Dentre as principais causas de insatisfação e cancelamento dos cartões, lá como cá, léguas à frente do segundo lugar… a alta taxa de juros. Agregue-se a informação de que no BB e Caixa, o perfil de risco dos clientes – um dos principais argumentos para a sustentação das taxas de juros elevadas – é em sua maioria (55%) de alto risco (segundo as faixas de risco do Bacen, de B a H), enquanto nos Bancos privados 75,9% dos clientes pertence ao perfil de risco AA – A, o mais baixo do mercado, conforme as faixas do Bacen.
A contradição, neste momento, pode jogar contra a tese de que o mercado precisa da gordura das taxas para compensar os maus pagadores. A verdade é que, em melhor técnica, praticar taxas mais baixas e clientes com piores scores é um risco altíssimo, que o mercado não pode carregar.
Com efeito, outra tendência em marcha acelerada nos novos modelos do mercado americano, é distanciar ainda mais marcadamente as taxas dos clientes de maior risco (que irão subir), das taxas dos clientes de menor risco (que serão, estes sim, recompensados por taxas menores). Dentre as melhores práticas atuais de gestão, muitos Bancos já praticam esse modelo no Brasil. É de se aprofundar a prática. E são de preocupar movimentos de precificação em sentido contrário.
No final do dia, melhores pagadores e menores taxas, propulsionarão crédito, que por sua vez alavancará o consumo, que propiciará crescimento sustentável de longo prazo ao país, que é tudo o que todos nós queremos.
Por enquanto, o dia amanheceu mais difícil para toda a indústria. Há lição de casa para todos os elos da nossa cadeia produtiva.

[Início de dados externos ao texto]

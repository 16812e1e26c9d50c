use std::time::Duration;

use super::{Beats, Tempo};

pub const NANOS_PER_SECOND: u64 = 1_000_000_000;

pub type UnitType = u64;
pub const UNITS_PER_SECOND: UnitType = NANOS_PER_SECOND as UnitType;
pub const UNITS_PER_NANO: UnitType = NANOS_PER_SECOND / UNITS_PER_SECOND;

const SECONDS_PER_MINUTE: u64 = 60;
pub const UNITS_PER_MINUTE: u64 = UNITS_PER_SECOND * SECONDS_PER_MINUTE;

///! Wall-clock time used for note holds and event offsets
#[derive(Debug, PartialOrd, PartialEq, Clone, Copy)]
pub struct ClockTime(UnitType);

impl ClockTime {
  pub fn zero() -> ClockTime {
    ClockTime(0)
  }

  /// Converts a number of beats into wall-clock time at the given tempo.
  /// Negative or NaN beats give zero, a hold is never negative.
  pub fn from_beats(beats: Beats, tempo: Tempo) -> ClockTime {
    let minutes = beats / f64::from(tempo);
    if minutes > 0.0 {
      ClockTime((minutes * UNITS_PER_MINUTE as f64).round() as UnitType)
    } else {
      ClockTime::zero()
    }
  }

  pub fn to_nanos(&self) -> u64 {
    self.0 as u64 / UNITS_PER_NANO
  }

  pub fn to_duration(&self) -> Duration {
    Duration::from_nanos(self.to_nanos())
  }
}
use serde::Deserializer;
use serde_derive::Deserialize;

use crate::midi::types::{U4, U7};
use crate::midi::Message;
use crate::time::Beats;

fn default_on() -> bool {
  true
}

fn u7<'de, D>(deserializer: D) -> Result<U7, D::Error>
where
  D: Deserializer<'de>,
{
  <u8 as serde::Deserialize>::deserialize(deserializer).map(|value| value & 0x7f)
}

/// One pitch event.
///
/// A note played through `NotePlayer::play` owns both its note-on and its
/// note-off, `duration` beats apart. A note played as a discrete event only
/// emits the message selected by `on`; balancing ons and offs is up to the
/// caller in that case.
#[derive(Deserialize, Debug, Clone, Copy, PartialEq)]
pub struct Note {
  #[serde(deserialize_with = "u7")]
  pub pitch: U7,
  #[serde(deserialize_with = "u7")]
  pub velocity: U7,
  #[serde(default)]
  pub duration: Beats,
  #[serde(default = "default_on")]
  pub on: bool,
  #[serde(default)]
  pub offset: Beats,
}

impl Note {
  pub fn new(pitch: U7, velocity: U7, duration: Beats) -> Note {
    Note {
      pitch: pitch & 0x7f,
      velocity: velocity & 0x7f,
      duration,
      on: true,
      offset: 0.0,
    }
  }

  pub fn on(pitch: U7, velocity: U7) -> Note {
    Note::new(pitch, velocity, 0.0)
  }

  pub fn off(pitch: U7, velocity: U7) -> Note {
    Note {
      on: false,
      ..Note::new(pitch, velocity, 0.0)
    }
  }

  pub fn with_offset(self, offset: Beats) -> Note {
    Note { offset, ..self }
  }

  pub fn note_on(&self, channel: U4) -> Message {
    Message::NoteOn {
      channel,
      key: self.pitch,
      velocity: self.velocity,
    }
  }

  pub fn note_off(&self, channel: U4) -> Message {
    Message::NoteOff {
      channel,
      key: self.pitch,
      velocity: self.velocity,
    }
  }

  /// The message this note stands for when used as a discrete event
  pub fn event(&self, channel: U4) -> Message {
    if self.on {
      self.note_on(channel)
    } else {
      self.note_off(channel)
    }
  }
}

#[derive(Deserialize, Debug, Clone, Default, PartialEq)]
pub struct Chord {
  pub notes: Vec<Note>,
}

impl Chord {
  pub fn new(notes: Vec<Note>) -> Chord {
    Chord { notes }
  }

  pub fn len(&self) -> usize {
    self.notes.len()
  }

  pub fn is_empty(&self) -> bool {
    self.notes.is_empty()
  }

  pub fn iter(&self) -> impl Iterator<Item = &Note> {
    self.notes.iter()
  }
}

impl From<Vec<Note>> for Chord {
  fn from(notes: Vec<Note>) -> Self {
    Chord::new(notes)
  }
}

Mas o desafio vale à pena. Entramos, finalmente, na era da maturidade do crédito ao consumidor. Bom para o mercado, ótimo para o país.
Max Basile tem mais de 20 anos no mercado de Varejo Financeiro, Cartões e Meios de Pagamento, Serviços de Informações de Marketing e Crédito e Informações Gerencias. Atuou em posições de liderança e gestão em empresas como Visa , Equifax, Experian, Citibank Brasil e Banco Safra.